Sat Nov 22, 2014 at 13:39:06 PM EST

The Virginia Sierra Club's 2014 Generaly Assembly Climate & Energy Scorecard is out, and there's a lot of interesting information in there regarding who's great, who's good, and who's not so good when it comes to protecting Virginia's environment and promoting clean energy. There were some definite surprises in the rankings, but one thing was sadly NOT a surprise: Republicans were almost uniformly horrible (e.g., all "F"s "D"s and "C"s in the Senate; mostly bad grades in the House, with a few exceptions like Robert Bloxom's "A+;" Chris Stolle's "A;" Gordon Helsel's "B," Randy Minchew's "B," Bobby Orrock's "B," Riley Ingram's "B," Chris Jones' "B," Keith Hodges' "B," Michael Webert's "B," and Tony Wilt's "B").
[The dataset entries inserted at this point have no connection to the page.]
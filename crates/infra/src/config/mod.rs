//! Configuration loading and management
//!
//! This module provides utilities for loading the access-layer configuration
//! from environment variables and files.

pub mod loader;

// Re-export commonly used items
pub use loader::{load, load_from_env, load_from_file, probe_config_paths};
//! Configuration structures
//!
//! Loaded once at startup by `docbridge_infra::config` and never mutated
//! afterwards.

use std::fmt;

use serde::{Deserialize, Serialize};

use crate::constants::{
    DEFAULT_DOCUMENT_LIBRARY, DEFAULT_GRAPH_BASE_URL, DEFAULT_GRAPH_SCOPE, DEFAULT_LOGIN_BASE_URL,
    DEFAULT_OPERATION_BASE_DELAY_MS, DEFAULT_OPERATION_MAX_RETRIES, DEFAULT_REQUEST_TIMEOUT_SECS,
    DEFAULT_TRANSPORT_BASE_DELAY_MS, DEFAULT_TRANSPORT_MAX_ATTEMPTS,
};
use crate::errors::{DocStoreError, Result};

/// Top-level configuration for the access layer
#[derive(Debug, Clone, Serialize, Deserialize, PartialEq, Eq)]
pub struct DocBridgeConfig {
    pub credentials: ClientCredentials,
    pub site: RemoteSiteConfig,
    #[serde(default)]
    pub endpoints: EndpointConfig,
    #[serde(default)]
    pub retry: RetrySettings,
}

impl DocBridgeConfig {
    /// Check that every required value is present.
    ///
    /// # Errors
    /// Returns `DocStoreError::Config` naming the first missing value.
    pub fn validate(&self) -> Result<()> {
        self.credentials.validate()?;
        self.site.validate()?;
        if self.retry.transport_max_attempts == 0 {
            return Err(DocStoreError::Config(
                "transport_max_attempts must be at least 1".to_string(),
            ));
        }
        Ok(())
    }
}

/// Service principal used for the client-credentials exchange.
#[derive(Clone, Serialize, Deserialize, PartialEq, Eq)]
pub struct ClientCredentials {
    pub tenant_id: String,
    pub client_id: String,
    pub client_secret: String,
}

impl ClientCredentials {
    pub fn new(
        tenant_id: impl Into<String>,
        client_id: impl Into<String>,
        client_secret: impl Into<String>,
    ) -> Self {
        Self {
            tenant_id: tenant_id.into(),
            client_id: client_id.into(),
            client_secret: client_secret.into(),
        }
    }

    /// # Errors
    /// Returns `DocStoreError::Config` if tenant, client id or secret is blank.
    pub fn validate(&self) -> Result<()> {
        require("tenant_id", &self.tenant_id)?;
        require("client_id", &self.client_id)?;
        require("client_secret", &self.client_secret)
    }
}

impl fmt::Debug for ClientCredentials {
    fn fmt(&self, f: &mut fmt::Formatter<'_>) -> fmt::Result {
        f.debug_struct("ClientCredentials")
            .field("tenant_id", &self.tenant_id)
            .field("client_id", &self.client_id)
            .field("client_secret", &"[REDACTED]")
            .finish()
    }
}

/// Logical location of the remote document collection
#[derive(Debug, Clone, Serialize, Deserialize, PartialEq, Eq)]
pub struct RemoteSiteConfig {
    /// Tenant host, e.g. `contoso.sharepoint.com`
    pub hostname: String,
    /// Server-relative site path, e.g. `/sites/Thelounge`
    pub site_path: String,
    /// Library that relative file paths are resolved against. Empty means the
    /// drive root.
    #[serde(default = "default_document_library")]
    pub document_library: String,
}

impl RemoteSiteConfig {
    pub fn new(hostname: impl Into<String>, site_path: impl Into<String>) -> Self {
        Self {
            hostname: hostname.into(),
            site_path: site_path.into(),
            document_library: default_document_library(),
        }
    }

    #[must_use]
    pub fn with_document_library(mut self, library: impl Into<String>) -> Self {
        self.document_library = library.into();
        self
    }

    /// # Errors
    /// Returns `DocStoreError::Config` if hostname or site path is blank.
    pub fn validate(&self) -> Result<()> {
        require("hostname", &self.hostname)?;
        require("site_path", &self.site_path)
    }

    /// Site path with exactly one leading slash.
    pub fn normalized_site_path(&self) -> String {
        format!("/{}", self.site_path.trim().trim_matches('/'))
    }
}

/// Remote endpoints; overridable so tests can target a mock server.
#[derive(Debug, Clone, Serialize, Deserialize, PartialEq, Eq)]
pub struct EndpointConfig {
    #[serde(default = "default_graph_base_url")]
    pub graph_base_url: String,
    #[serde(default = "default_login_base_url")]
    pub login_base_url: String,
    #[serde(default = "default_scope")]
    pub scope: String,
}

impl Default for EndpointConfig {
    fn default() -> Self {
        Self {
            graph_base_url: default_graph_base_url(),
            login_base_url: default_login_base_url(),
            scope: default_scope(),
        }
    }
}

/// Retry budgets for the two retry layers.
#[derive(Debug, Clone, Copy, Serialize, Deserialize, PartialEq, Eq)]
pub struct RetrySettings {
    #[serde(default = "default_transport_max_attempts")]
    pub transport_max_attempts: u32,
    #[serde(default = "default_transport_base_delay_ms")]
    pub transport_base_delay_ms: u64,
    #[serde(default = "default_operation_max_retries")]
    pub operation_max_retries: u32,
    #[serde(default = "default_operation_base_delay_ms")]
    pub operation_base_delay_ms: u64,
    #[serde(default = "default_request_timeout_secs")]
    pub request_timeout_secs: u64,
}

impl Default for RetrySettings {
    fn default() -> Self {
        Self {
            transport_max_attempts: DEFAULT_TRANSPORT_MAX_ATTEMPTS,
            transport_base_delay_ms: DEFAULT_TRANSPORT_BASE_DELAY_MS,
            operation_max_retries: DEFAULT_OPERATION_MAX_RETRIES,
            operation_base_delay_ms: DEFAULT_OPERATION_BASE_DELAY_MS,
            request_timeout_secs: DEFAULT_REQUEST_TIMEOUT_SECS,
        }
    }
}

fn require(name: &str, value: &str) -> Result<()> {
    if value.trim().is_empty() {
        return Err(DocStoreError::Config(format!("{name} is required but was not provided")));
    }
    Ok(())
}

fn default_document_library() -> String {
    DEFAULT_DOCUMENT_LIBRARY.to_string()
}

fn default_graph_base_url() -> String {
    DEFAULT_GRAPH_BASE_URL.to_string()
}

fn default_login_base_url() -> String {
    DEFAULT_LOGIN_BASE_URL.to_string()
}

fn default_scope() -> String {
    DEFAULT_GRAPH_SCOPE.to_string()
}

const fn default_transport_max_attempts() -> u32 {
    DEFAULT_TRANSPORT_MAX_ATTEMPTS
}

const fn default_transport_base_delay_ms() -> u64 {
    DEFAULT_TRANSPORT_BASE_DELAY_MS
}

const fn default_operation_max_retries() -> u32 {
    DEFAULT_OPERATION_MAX_RETRIES
}

const fn default_operation_base_delay_ms() -> u64 {
    DEFAULT_OPERATION_BASE_DELAY_MS
}

const fn default_request_timeout_secs() -> u64 {
    DEFAULT_REQUEST_TIMEOUT_SECS
}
What about the Democrats, all of whom you'd hope would get "A"s on the environment? Here's a ranking of Virginia Democratic legislators from best to worst.

"A+" grades: Delegates Rosalyn Dance, Alfonso Lopez, Monty Mason, Sam Rasoul and David Toscano.  Thank you to everyone who got a perfect, 100%, "A+" grade from the Sierra Club. You guys rock! :)

"A" grades: Senators Creigh Deeds, Adam Ebbin, Barbara Favola, Janet Howell, Mamie Locke, Louise Lucas, Dave Marsden, Donald McEachin, Chap Petersen, Phil Puckett (!!!) and Toddy Puller; Delegates David Bulova, Betsy Carr, Matthew James, Mark Keam, Kaye Kory, Rob Krupicka, Jennifer McClellan, Scott Surovell, Roslyn Tyler and Jeion Ward. Nice job by all these folks too, except for the vote in favor of  SB 459 - which the Sierra Club correctly calls "Dominion's Accounting Sleight of Hand." General rule of thumb: if Dominion's for it, vote against it unless there's some overriding reason not to. Finally, I'm pleasantly amazed that "coal country "Sen. Phil Puckett got an "A."

"B" grades: Senators John Edwards and John Miller; Delegates Mamye Bacote, Eileen Filler-Corn, Michael Futrell, Charniele Herring, Patrick Hope, Algie Howell, Delores McQuinn, Ken Plum, Mark Sickles, Marcus Simon and Luke Torian. Pretty good, but they did vote for SB 459 ("Dominion's Accounting Sleight of Hand"), plus in the cases of Edwards and Miller for SB 25 (establishes a "woefully inadequate to address impacts of [an offshore oil] spill or other accident").